- Born: Alfred Vladimirovich Grishin 21 February 1941 Ishim, Tyumen Oblast, Russian SFSR, Soviet Union
- Died: 24 May 2022 (aged 81) Dimitrovgrad, Russia
- Occupation: Boxing coach
- Spouse: Nina Grishin
- Children: 1

= Alfred Grishin =

Russian boxing coach (1941–2022)

Alfred Vladimirovich Grishin (21 February 1941 – 24 May 2022) was a Russian boxing coach.

== Biography ==
Grishin was born in Ishim, Tyumen Oblast, and became a boxing coach in Omsk.

Grishin served as the head of an X-ray subdivision of MSCH-65 from 1978 to 1987, under the Federal Medical-Biological Agency. In 1982, He served as a senior boxing coach in Ulyanovsk. Grishin then served as a senior boxing coach at the Sports School of Dimitrovgrad from 1987 to 1992. He also served as a member of the coaching team for national teams. Grishin served as the director at the Dimitrovgrad Olympic Reserve Boxing School from 1992 to 2015, in which in 2003 the building was named after him.
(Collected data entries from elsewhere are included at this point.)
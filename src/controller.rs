//! Enforcement controller
//!
//! The synchronous control surface. Every operation validates its input,
//! updates in-memory state, persists, and reports a typed result; prompting
//! and retry UX belong to the presentation layer.

use crate::error::{EnforcementError, Result};
use crate::logging::EventLogger;
use crate::models::{BlockedApplication, LastKnownState, MonitorState, PersistedState, StatusReport};
use crate::monitor::{Blocklist, MonitorSettings, ProcessMonitor};
use crate::platform::bundle::inspect_bundle;
use crate::platform::{PermissionGate, ProcessDirectory};
use crate::store::PersistentStore;
use crate::vault::CredentialVault;
use std::path::Path;
use std::sync::Arc;

/// Owns the store, vault, blocklist and monitor of one session
pub struct EnforcementController {
    store: PersistentStore,
    /// In-memory copy of the durable record; authoritative if a save fails
    state: PersistedState,
    vault: CredentialVault,
    blocklist: Blocklist,
    monitor: ProcessMonitor,
    permission: Arc<dyn PermissionGate>,
    logger: EventLogger,
    blocking_enabled: bool,
    downtime_enabled: bool,
}

impl EnforcementController {
    /// Load persisted state and prepare an idle monitor.
    ///
    /// Toggles always start off; [`last_known_state`](Self::last_known_state)
    /// tells the caller what the previous session left enabled.
    pub fn new(
        store: PersistentStore,
        directory: Arc<dyn ProcessDirectory>,
        permission: Arc<dyn PermissionGate>,
        settings: MonitorSettings,
        logger: EventLogger,
    ) -> Self {
        let state = store.load();
        let blocklist = Blocklist::new();
        blocklist.publish(state.blocked_apps.keys().cloned());
        let monitor = ProcessMonitor::new(directory, blocklist.clone(), settings, logger.clone());

        Self {
            store,
            state,
            vault: CredentialVault::new(),
            blocklist,
            monitor,
            permission,
            logger,
            blocking_enabled: false,
            downtime_enabled: false,
        }
    }

    // ---- blocklist ----

    /// Validate `path` as an application bundle and add it to the blocklist
    pub fn add_blocked_application(&mut self, path: &Path) -> Result<BlockedApplication> {
        let bundle = inspect_bundle(path)
            .ok_or_else(|| EnforcementError::NotAValidApplication(path.to_path_buf()))?;

        let application = BlockedApplication {
            identifier: bundle.path.to_string_lossy().into_owned(),
            display_name: bundle.display_name,
        };
        self.state
            .blocked_apps
            .insert(application.identifier.clone(), application.display_name.clone());
        self.publish_blocklist();
        self.logger.log_blocklist_change(
            "added",
            &application.identifier,
            self.state.blocked_apps.len(),
        );

        self.persist()?;
        Ok(application)
    }

    /// Remove `identifier`; removing an unknown identifier is not an error
    pub fn remove_blocked_application(&mut self, identifier: &str) -> Result<()> {
        if self.state.blocked_apps.remove(identifier).is_some() {
            self.publish_blocklist();
            self.logger
                .log_blocklist_change("removed", identifier, self.state.blocked_apps.len());
        }
        self.persist()
    }

    pub fn blocked_applications(&self) -> Vec<BlockedApplication> {
        self.state.blocked_applications()
    }

    // ---- enforcement toggles ----

    pub fn set_blocking_enabled(&mut self, enabled: bool, password: &str) -> Result<()> {
        self.authenticate(password)?;

        if enabled {
            self.begin_enforcement()?;
        }
        self.blocking_enabled = enabled;
        self.reconcile_monitor();
        self.record_toggles()
    }

    /// Downtime implies enforcement regardless of the primary toggle
    pub fn set_downtime_mode(&mut self, enabled: bool, password: &str) -> Result<()> {
        self.authenticate(password)?;

        if enabled {
            self.begin_enforcement()?;
        }
        self.downtime_enabled = enabled;
        self.reconcile_monitor();
        self.record_toggles()
    }

    pub fn is_blocking_enabled(&self) -> bool {
        self.blocking_enabled
    }

    pub fn is_downtime_enabled(&self) -> bool {
        self.downtime_enabled
    }

    /// True while either toggle keeps the monitor running
    pub fn is_enforcing(&self) -> bool {
        (self.blocking_enabled || self.downtime_enabled) && self.monitor.is_running()
    }

    pub fn monitor_state(&self) -> MonitorState {
        self.monitor.state()
    }

    pub fn monitor(&self) -> &ProcessMonitor {
        &self.monitor
    }

    pub fn permission_granted(&self) -> bool {
        self.permission.is_granted()
    }

    /// Toggle positions recorded by the previous session
    pub fn last_known_state(&self) -> LastKnownState {
        self.state.last_state
    }

    // ---- password ----

    pub fn has_password(&self) -> bool {
        self.state.has_password()
    }

    /// First-time password setup
    pub fn set_password(&mut self, password: &str, confirmation: &str) -> Result<()> {
        if self.state.has_password() {
            return Err(EnforcementError::InvalidInput(
                "A password is already set; reset it instead".to_string(),
            ));
        }
        validate_new_password(password, confirmation)?;

        let mut vault = CredentialVault::new();
        let salt = vault.set_password(password)?;
        self.install_vault(vault, salt)
    }

    pub fn reset_password(&mut self, current: &str, password: &str, confirmation: &str) -> Result<()> {
        self.authenticate(current)?;
        validate_new_password(password, confirmation)?;

        let mut vault = CredentialVault::new();
        let salt = vault.set_password(password)?;
        self.install_vault(vault, salt)
    }

    /// Whether `password` matches the configured password. Never fails.
    pub fn verify_password(&self, password: &str) -> bool {
        self.verified_vault(password).is_some()
    }

    /// Rehydrate the key after a restart
    pub fn unlock(&mut self, password: &str) -> Result<()> {
        if !self.state.has_password() {
            return Err(EnforcementError::InvalidInput(
                "No password has been set".to_string(),
            ));
        }
        self.authenticate(password)
    }

    pub fn is_unlocked(&self) -> bool {
        self.vault.is_loaded()
    }

    // ---- lifecycle ----

    /// Stop enforcement and erase every persisted setting
    pub fn factory_reset(&mut self, password: &str) -> Result<()> {
        self.authenticate(password)?;

        self.blocking_enabled = false;
        self.downtime_enabled = false;
        self.monitor.wait_idle();

        self.vault.clear();
        self.blocklist.publish(Vec::new());
        self.state = PersistedState::default();
        self.logger.log_state_change(false, false, false);

        self.store.clear()?;
        Ok(())
    }

    /// Record the current toggles for the next session and stop the monitor
    pub fn shutdown(&mut self) -> Result<()> {
        let recorded = self.record_toggles();
        self.monitor.wait_idle();
        recorded
    }

    pub fn tutorial_shown(&self) -> bool {
        self.state.tutorial_shown
    }

    pub fn set_tutorial_shown(&mut self, shown: bool) -> Result<()> {
        self.state.tutorial_shown = shown;
        self.persist()
    }

    pub fn status(&self) -> StatusReport {
        StatusReport {
            has_password: self.has_password(),
            blocking_enabled: self.blocking_enabled,
            downtime_enabled: self.downtime_enabled,
            enforcing: self.is_enforcing(),
            monitor_state: self.monitor_state(),
            permission_granted: self.permission_granted(),
            tutorial_shown: self.state.tutorial_shown,
            blocked_applications: self.blocked_applications(),
        }
    }

    pub fn state_path(&self) -> &Path {
        self.store.path()
    }

    // ---- internals ----

    /// Verify `password`, loading the key on first use after a restart
    fn authenticate(&mut self, password: &str) -> Result<()> {
        let vault = self
            .verified_vault(password)
            .ok_or(EnforcementError::IncorrectPassword)?;
        if !self.vault.is_loaded() {
            self.vault = vault;
        }
        Ok(())
    }

    /// A vault holding the key for `password`, if it reproduces the persisted
    /// key check. Records without a usable key check never verify.
    fn verified_vault(&self, password: &str) -> Option<CredentialVault> {
        let salt = self.state.salt.as_deref()?;
        let key_check = self.state.key_check.as_deref()?;
        let mut vault = CredentialVault::new();
        vault.unlock(password, salt, key_check).then_some(vault)
    }

    /// Permission is re-checked on every enable; the grant can be revoked
    fn begin_enforcement(&mut self) -> Result<()> {
        if !self.permission.is_granted() {
            self.permission.request_grant();
            return Err(EnforcementError::PermissionRequired);
        }
        self.monitor.start()
    }

    fn reconcile_monitor(&self) {
        if !(self.blocking_enabled || self.downtime_enabled) {
            self.monitor.stop();
        }
        self.logger
            .log_state_change(self.blocking_enabled, self.downtime_enabled, self.is_enforcing());
    }

    fn record_toggles(&mut self) -> Result<()> {
        self.state.downtime_enabled = self.downtime_enabled;
        self.state.last_state = LastKnownState {
            blocking_enabled: self.blocking_enabled,
            downtime_enabled: self.downtime_enabled,
        };
        self.persist()
    }

    fn install_vault(&mut self, vault: CredentialVault, salt: Vec<u8>) -> Result<()> {
        self.state.key_check = vault.key_check();
        self.state.salt = Some(salt);
        self.vault = vault;
        self.persist()
    }

    fn publish_blocklist(&self) {
        self.blocklist.publish(self.state.blocked_apps.keys().cloned());
    }

    fn persist(&self) -> Result<()> {
        self.store.save(&self.state).map_err(|e| {
            self.logger
                .log_error(&format!("Failed to save settings: {}", e), Some("persist"));
            e
        })
    }
}

fn validate_new_password(password: &str, confirmation: &str) -> Result<()> {
    if password.is_empty() {
        return Err(EnforcementError::InvalidInput("Password cannot be empty".to_string()));
    }
    if password != confirmation {
        return Err(EnforcementError::InvalidInput("Passwords do not match".to_string()));
    }
    Ok(())
}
Grishin was honored with medals, such as, Honored Coach of the RSFSR and USSR and Medal of the Order "For Merit to the Fatherland". He was honored as an honorary citizen in Dimitrovgrad. Grishin was also honored with the degree called "Medal of the Order for Merit for the Fatherland, II" in 1999. He was honored as an honorary citizen in Ulyanovsk in 2002.

Grishin died in May 2022 in Dimitrovgrad, at the age of 81.